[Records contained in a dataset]
//! Stored entry types.
use std::fmt;

use thiserror::Error;

use crate::config::FreezeFrameKind;
use crate::dtc::EventId;

/// Persisting an entry change to non-volatile memory failed.
#[derive(Error, Debug, Copy, Clone, Eq, PartialEq)]
#[error("NV Write Failed")]
pub struct NvError;

/// A stored snapshot record
#[derive(Clone, PartialEq)]
#[cfg_attr(feature = "serde", derive(serde::Serialize, serde::Deserialize))]
pub struct SnapshotRecord {
    /// Configured record number, ignored with calculated numbering
    pub number: u8,
    pub data: Vec<u8>,
}

impl SnapshotRecord {
    pub fn new(number: u8, data: &[u8]) -> Self {
        Self {
            number,
            data: data.to_vec(),
        }
    }
}

impl fmt::Debug for SnapshotRecord {
    fn fmt(&self, f: &mut fmt::Formatter<'_>) -> fmt::Result {
        f.debug_struct("SnapshotRecord")
            .field("number", &format_args!("0x{:02x}", self.number))
            .field("data", &hex::encode(&self.data))
            .finish()
    }
}

/// A stored extended data record
#[derive(Clone, PartialEq)]
#[cfg_attr(feature = "serde", derive(serde::Serialize, serde::Deserialize))]
pub struct ExtendedDataRecord {
    pub number: u8,
    pub data: Vec<u8>,
}

impl ExtendedDataRecord {
    pub fn new(number: u8, data: &[u8]) -> Self {
        Self {
            number,
            data: data.to_vec(),
        }
    }
}

impl fmt::Debug for ExtendedDataRecord {
    fn fmt(&self, f: &mut fmt::Formatter<'_>) -> fmt::Result {
        f.debug_struct("ExtendedDataRecord")
            .field("number", &format_args!("0x{:02x}", self.number))
            .field("data", &hex::encode(&self.data))
            .finish()
    }
}

/// An event memory entry
#[derive(Debug, Clone, PartialEq)]
#[cfg_attr(feature = "serde", derive(serde::Serialize, serde::Deserialize))]
pub struct EventEntry {
    pub event_id: EventId,
    pub occurrence_counter: u8,
    /// Snapshot records in slot order
    pub snapshot_records: Vec<SnapshotRecord>,
    pub global_snapshot: Option<Vec<u8>>,
    pub extended_records: Vec<ExtendedDataRecord>,
    pub j1939_freeze_frame: Option<Vec<u8>>,
    pub j1939_expanded_freeze_frame: Option<Vec<u8>>,
}

impl EventEntry {
    pub fn new(event_id: EventId) -> Self {
        Self {
            event_id,
            occurrence_counter: 1,
            snapshot_records: vec![],
            global_snapshot: None,
            extended_records: vec![],
            j1939_freeze_frame: None,
            j1939_expanded_freeze_frame: None,
        }
    }

    pub fn freeze_frame(&self, kind: FreezeFrameKind) -> Option<&[u8]> {
        match kind {
            FreezeFrameKind::FreezeFrame => self.j1939_freeze_frame.as_deref(),
            FreezeFrameKind::ExpandedFreezeFrame => self.j1939_expanded_freeze_frame.as_deref(),
        }
    }
}

/// OBD freeze frame kept in the OBD-on-UDS shadow memory
#[derive(Clone, PartialEq)]
#[cfg_attr(feature = "serde", derive(serde::Serialize, serde::Deserialize))]
pub struct ObdFreezeFrame {
    pub event_id: EventId,
    pub data: Vec<u8>,
}

impl fmt::Debug for ObdFreezeFrame {
    fn fmt(&self, f: &mut fmt::Formatter<'_>) -> fmt::Result {
        f.debug_struct("ObdFreezeFrame")
            .field("event_id", &self.event_id)
            .field("data", &hex::encode(&self.data))
            .finish()
    }
}

/// Recording progress of one sampling profile
#[derive(Debug, Copy, Clone, Eq, PartialEq)]
#[cfg_attr(feature = "serde", derive(serde::Serialize, serde::Deserialize))]
pub struct SampleSet {
    pub profile: usize,
    pub future_recorded: u8,
    /// Samples already overwritten by newer data
    pub evicted: u8,
}

#[derive(Debug, Clone, PartialEq)]
#[cfg_attr(feature = "serde", derive(serde::Serialize, serde::Deserialize))]
pub struct TimeSeriesEntry {
    pub event_id: EventId,
    pub sample_sets: Vec<SampleSet>,
}

#[derive(Debug, Clone, PartialEq)]
#[cfg_attr(feature = "serde", derive(serde::Serialize, serde::Deserialize))]
pub struct CustomTriggerEntry {
    pub event_id: EventId,
    pub snapshot: Option<Vec<u8>>,
    pub samples: Vec<Vec<u8>>,
}

/// Global diagnostic counters used for readiness reporting.
#[derive(Debug, Copy, Clone, Default, Eq, PartialEq)]
#[cfg_attr(feature = "serde", derive(serde::Serialize, serde::Deserialize))]
pub struct ObdCounters {
    /// km
    pub distance_with_mil_on: u16,
    pub minutes_with_mil_on: u16,
    /// km
    pub distance_since_clear: u16,
    pub minutes_since_clear: u16,
    pub warm_ups_since_clear: u8,
    /// seconds
    pub time_since_engine_start: u16,
    /// Readiness groups whose monitors completed since the last clear, see [`crate::config::ReadinessGroup::mask`]
    pub completed_groups: u32,
    pub disabled_this_cycle: u32,
    pub completed_this_cycle: u32,
}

- Activity -
Go through the entries above and pull out each line with "impl" in it.

- Expected output -
impl SnapshotRecord {
impl fmt::Debug for SnapshotRecord {
impl ExtendedDataRecord {
impl fmt::Debug for ExtendedDataRecord {
impl EventEntry {
impl fmt::Debug for ObdFreezeFrame {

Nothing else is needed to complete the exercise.